新年あけましておめでとうございます。毎年本連載の最初の記事ではその年の格安SIM周りの予想を紹介しているが、2026年は2024年あたりから起こっていた動きが、その延長線上でより目立っていく形になると想像している。
具体的には、多くの人がスマホの新製品を追わなくなり、コスパを求めるユーザーがさらに拡大するという点、そして、3大キャリアとMVNOの正面衝突が起こる可能性についてだ。
2026年はこれまで以上にスマホを買い替えない
新型を追わない人が増えるように
まず、近年目立っているのが、スマートフォンを買い替えない人が増えていること。以前は、新型iPhoneの登場は一般マスコミを巻き込んだ大きなニュースで、最新モデルを持っていることに意味があった。しかし、最近はそうした人がずっと少なくなった印象だ。
2025年はコズミックオレンジのiPhone 17 Proが広告などで積極的に露出されており、筆者の周りにも持っている人が多く、売れているように錯覚してしまうことも多いが、世の中全体で見ればそんなことはない。
さすがにホームボタン付きのiPhoneを使っている人は減ったように思えるが、iPhone 16やiPhone 17、そしてiPhone 16eはそこまで見かけない。
しかし、iPhone 17は発売直後から最初2年間の負担額が1万2000円台でスタート、ドコモは年末には6468円まで下げている。iPhone 15やiPhone 16の発売直後では見られなかった傾向で、従来よりも新製品を追わない状況が進んでいるのではないだろうか。
また、中古機の取り扱いも伸びている。各種調査でも中古スマートフォンの取り扱いは増えており、昔からあるケータイやスマホの中古専門店だけでなく、総合リサイクルショップで積極的に取り扱うケースも増えてきている。
実際のところ、LINEや動画アプリ、ショップの会員証アプリしか使わない人にとっては、新型にしたところで利用体験に大きな変化はない。新製品のメリットを感じないのであれば、価格が上がったiPhoneを買おうとはあまり考えないのではないだろうか。

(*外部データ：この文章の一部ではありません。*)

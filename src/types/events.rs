//! Payloads handed to the downstream scheduler and queue publisher

use crate::types::extract::SettlementType;
use rust_decimal::Decimal;
use serde::{Deserialize, Serialize};

/// Payload for a delayed reward-payout job
///
/// Scheduled when a redemption settles; the delay gives a later-arriving
/// reversal a window to rescind the payout before it becomes payable.
#[derive(Debug, Clone, PartialEq, Serialize, Deserialize)]
pub struct RewardPayoutPayload {
    /// Consumer who earned the reward
    pub consumer_id: String,

    /// Settled transaction the reward is tied to
    pub transaction_id: String,

    /// Reference number of the redeemed deal
    pub reference_number: String,

    /// Settled amount the reward is computed from
    pub settlement_amount: Decimal,
}

/// Queue message published for each settled transaction
#[derive(Debug, Clone, PartialEq, Serialize, Deserialize)]
pub struct SettledTransactionEvent {
    /// Consumer on the settled transaction
    pub consumer_id: String,

    /// Settled transaction identifier
    pub transaction_id: String,

    /// Reference number of the redeemed deal
    pub reference_number: String,

    /// Redemption or reversal
    pub settlement_type: SettlementType,

    /// Settled amount
    pub settlement_amount: Decimal,
}
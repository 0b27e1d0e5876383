//! Settlement Engine CLI
//!
//! Command-line interface for the First Data settlement reconciliation core.
//!
//! # Usage
//!
//! ```bash
//! cargo run -- parse-ack acknowledgment.txt
//! cargo run -- parse-extract extract.txt
//! cargo run -- build-pts deals.csv --date 2014-03-17 --sequence 3 > submission.pts
//! ```
//!
//! Structured logs go to stderr (filterable via `RUST_LOG`); command output
//! goes to stdout so a built PTS file can be redirected straight to disk.
//!
//! # Exit Codes
//!
//! - 0: Success
//! - 1: Fatal error (missing file, I/O failure, unbuildable amounts)

use std::process;

use settlement_engine::cli;
use tracing_subscriber::EnvFilter;

fn main() {
    tracing_subscriber::fmt()
        .with_env_filter(EnvFilter::from_default_env())
        .with_writer(std::io::stderr)
        .init();

    let args = cli::parse_args();

    if let Err(e) = cli::run(args) {
        eprintln!("Error: {}", e);
        process::exit(1);
    }
}
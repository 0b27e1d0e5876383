//! Extract (settlement) file parser
//!
//! Parses the processor's report of actually-settled transactions: one
//! detail line per settlement (tagged redemption or reversal) plus a footer
//! declaring the expected record count and total amount. Same dispatch, same
//! latched field cursor, and same continue-on-bad-line tolerance as the
//! Acknowledgment parser.

use std::fs::File;
use std::io::{BufRead, BufReader, ErrorKind};
use std::path::Path;

use tracing::{info, warn};

use crate::codec::FieldCursor;
use crate::parser::{decode_amount_field, decode_integer_field, RECORD_TYPE_WIDTH};
use crate::types::{
    Extract, ExtractFooter, ParseWarning, RecordOutcome, ResultCode, SettlementDetail,
    SettlementError, SettlementType,
};

/// Record-type code of a settlement detail line
const DETAIL_RECORD_CODE: &str = "D";

/// Record-type code of the footer line
const FOOTER_RECORD_CODE: &str = "T";

/// Settlement type code for a redemption
const REDEMPTION_TYPE_CODE: &str = "05";

/// Settlement type code for a reversal
const REVERSAL_TYPE_CODE: &str = "06";

/// Result of parsing one Extract file
#[derive(Debug, Clone, PartialEq)]
pub struct ParsedExtract {
    /// The decoded aggregate, invalid placeholders included
    pub extract: Extract,
    /// Every reported condition, in the order encountered
    pub warnings: Vec<ParseWarning>,
}

/// Parser for one Extract file
#[derive(Debug)]
pub struct ExtractParser {
    file_name: String,
    line_number: u64,
    extract: Extract,
    warnings: Vec<ParseWarning>,
}

impl ExtractParser {
    /// Create a parser for the named file
    pub fn new(file_name: impl Into<String>) -> Self {
        ExtractParser {
            file_name: file_name.into(),
            line_number: 0,
            extract: Extract::new(),
            warnings: Vec::new(),
        }
    }

    /// Parse an Extract file from disk
    ///
    /// # Returns
    ///
    /// * `Ok(Some(parsed))` - the file was read; inspect its warnings
    /// * `Ok(None)` - the file does not exist; `FileNotFound` was reported
    ///
    /// # Errors
    ///
    /// Returns an error for I/O failures other than a missing file.
    pub fn parse_file(path: &Path) -> Result<Option<ParsedExtract>, SettlementError> {
        let file = match File::open(path) {
            Ok(file) => file,
            Err(error) if error.kind() == ErrorKind::NotFound => {
                warn!(
                    code = ResultCode::FileNotFound.code(),
                    file = %path.display(),
                    "extract file not found"
                );
                return Ok(None);
            }
            Err(error) => return Err(error.into()),
        };

        let file_name = path
            .file_name()
            .and_then(|name| name.to_str())
            .map(str::to_string)
            .unwrap_or_else(|| path.display().to_string());

        let parser = ExtractParser::new(file_name);
        parser.parse(BufReader::new(file)).map(Some)
    }

    /// Parse Extract records from a line-oriented reader
    ///
    /// # Errors
    ///
    /// Returns an error only for I/O failures; malformed content is reported
    /// and parsing continues.
    pub fn parse<R: BufRead>(mut self, reader: R) -> Result<ParsedExtract, SettlementError> {
        for line in reader.lines() {
            let line = line?;
            self.line_number += 1;
            self.process_line(line.trim_end_matches('\r'));
        }

        Ok(self.finish())
    }

    fn process_line(&mut self, line: &str) {
        if line.len() <= RECORD_TYPE_WIDTH {
            warn!(
                code = ResultCode::UnexpectedEndOfRecord.code(),
                line = self.line_number,
                file = %self.file_name,
                "line too short to carry a record"
            );
            self.warnings.push(ParseWarning::at_line(
                ResultCode::UnexpectedEndOfRecord,
                self.line_number,
                "line too short to carry a record",
            ));
            return;
        }

        match line.get(..RECORD_TYPE_WIDTH) {
            Some(DETAIL_RECORD_CODE) => {
                let outcome = self.decode_detail(line);
                if !outcome.is_valid() {
                    self.warnings.push(ParseWarning::at_line(
                        ResultCode::InvalidRecord,
                        self.line_number,
                        "settlement detail failed field validation",
                    ));
                }
                self.extract.settlement_details.push(outcome);
            }
            Some(FOOTER_RECORD_CODE) => {
                let outcome = self.decode_footer(line);
                if !outcome.is_valid() {
                    self.warnings.push(ParseWarning::at_line(
                        ResultCode::InvalidRecord,
                        self.line_number,
                        "extract footer failed field validation",
                    ));
                }
                self.extract.footers.push(outcome);
            }
            // Unrecognized record types are dropped without a log entry,
            // matching the Acknowledgment parser.
            _ => {}
        }
    }

    /// Decode a settlement detail ("D") record
    fn decode_detail(&self, line: &str) -> RecordOutcome<SettlementDetail> {
        let mut cursor = FieldCursor::new(line, self.line_number, &self.file_name);

        cursor.verify_literal("record id", "D");
        let consumer_id = cursor.extract_field("consumer id", 16);
        let transaction_id = cursor.extract_field("transaction id", 16);
        let type_code = cursor.extract_field("settlement type", 2);
        let amount = cursor.extract_field("settlement amount", 10);
        let transaction_date = cursor.extract_field("transaction date", 4);
        let reference_number = cursor.extract_field("reference number", 8);
        cursor.verify_literal("filler", &" ".repeat(23));

        let settlement_type = match type_code {
            Some(REDEMPTION_TYPE_CODE) => Some(SettlementType::Redemption),
            Some(REVERSAL_TYPE_CODE) => Some(SettlementType::Reversal),
            Some(other) => {
                warn!(
                    code = ResultCode::InvalidRecord.code(),
                    field = "settlement type",
                    actual = other,
                    line = self.line_number,
                    file = %self.file_name,
                    "unknown settlement type code"
                );
                cursor.invalidate();
                None
            }
            None => None,
        };

        let settlement_amount = decode_amount_field(&mut cursor, "settlement amount", amount);

        if !cursor.is_valid() {
            return RecordOutcome::Invalid;
        }

        let Some(settlement_type) = settlement_type else {
            return RecordOutcome::Invalid;
        };

        RecordOutcome::Valid(SettlementDetail {
            consumer_id: consumer_id.unwrap_or_default().trim().to_string(),
            transaction_id: transaction_id.unwrap_or_default().trim().to_string(),
            settlement_type,
            settlement_amount,
            transaction_date: transaction_date.unwrap_or_default().to_string(),
            reference_number: reference_number.unwrap_or_default().to_string(),
        })
    }

    /// Decode the footer ("T") record
    fn decode_footer(&self, line: &str) -> RecordOutcome<ExtractFooter> {
        let mut cursor = FieldCursor::new(line, self.line_number, &self.file_name);

        cursor.verify_literal("record id", "T");
        let record_count = cursor.extract_field("record count", 9);
        let total_amount = cursor.extract_field("total settled amount", 15);
        cursor.verify_literal("filler", &" ".repeat(55));

        let declared_record_count = decode_integer_field(&mut cursor, "record count", record_count);
        let declared_total_amount =
            decode_amount_field(&mut cursor, "total settled amount", total_amount);

        if !cursor.is_valid() {
            return RecordOutcome::Invalid;
        }

        RecordOutcome::Valid(ExtractFooter {
            declared_record_count,
            declared_total_amount,
        })
    }

    /// Validate record-count expectations and hand back the aggregate
    fn finish(mut self) -> ParsedExtract {
        if self.extract.settlement_details.is_empty() {
            info!(
                file = %self.file_name,
                "extract file contained no settlement details"
            );
        }

        let footer_count = self.extract.footers.len();
        if footer_count != 1 {
            warn!(
                code = ResultCode::FileMissingExpectedRecord.code(),
                file = %self.file_name,
                count = footer_count,
                "expected exactly one extract footer record"
            );
            self.warnings.push(ParseWarning::file_level(
                ResultCode::FileMissingExpectedRecord,
                format!(
                    "expected exactly one extract footer record, found {}",
                    footer_count
                ),
            ));
        }

        ParsedExtract {
            extract: self.extract,
            warnings: self.warnings,
        }
    }
}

一般の人にスマホを買い替えしたくなる理由を聞けば、画面割れなどの物理的故障や、理由はともかく「調子が悪い」と思ったときのようだ。しかも、今はiPhoneの価格は高くなっているので、「キャリアショップで最新機種」よりも、中古購入を検討するということが増えているようだ。
3大キャリアもコスパ最重視の人を獲得する時代に
2025年は、実質値上げとなった新料金プラン、既存プランの値上げ、手数料の大幅アップなど、負担増になることが話題になった。そんな値上げの中、ドコモはahamoで積極的な営業活動を行なっており、販売現場で安さを強調している。
ドコモショップで「ahamo WEBお申込みサポート」「ahamo WEBお手続きサポート」を提供し、実質的にahamoはオンライン専用プランではなくなっていたが、さらに昨年12月からスタートの「ahamo乗り換え・新規契約フェア」では、公式で堂々と店頭で加入できるようになってしまった。
一方のauやソフトバンクではコスパ重視の顧客に対し、それぞれUQ mobile/Y!mobileを勧めている。この2社はメインブランドとサブブランドで販売端末や価格が異なっているのに対し、ahamoでは販売機種や価格に違いはなく、メインブランドと同じ条件で入手できる。しかも料金プランそのものも同じ月30GBで比較すると、ahamoはUQ mobileやY!mobileより安い。
サブブランドを含めた3大キャリアの値上げで、MVNOの格安SIMへの回帰があるかと思えば、実際にはドコモがMVNOに負けないくらいの価格攻勢をしているわけだ。
動画の視聴時間とともにデータ量が増えている人が多くなっている今、ahamoの30GBはちょうどよいと言ってもいいサービスで、ドコモのahamo推しはしばらくの間続くと思われる。そして、auはpovo2.0に「サブスクトッピング」という名の実質的な月額プランが登場してしまった。月5GB(1380円)と月30GB(2780円)から選べるが、30GBはahamoの2970円より安い。ただし、ahamoには1回5分までの通話定額が含まれていることを考えると互角だろう。
となると、auはpovo2.0でもauショップや家電量販店の店頭で加入できる“キャンペーン”のようなものを登場させ、ドコモのahamoのようになるのではないか? と筆者は予想している。
一方で、いまだに3大キャリアのメインブランドに留まる人も少なくない。理由はさまざまだろうが、メインブランド以外の不安感やキャリアメールの存在などがあり、こうした層が動くことは考えにくい。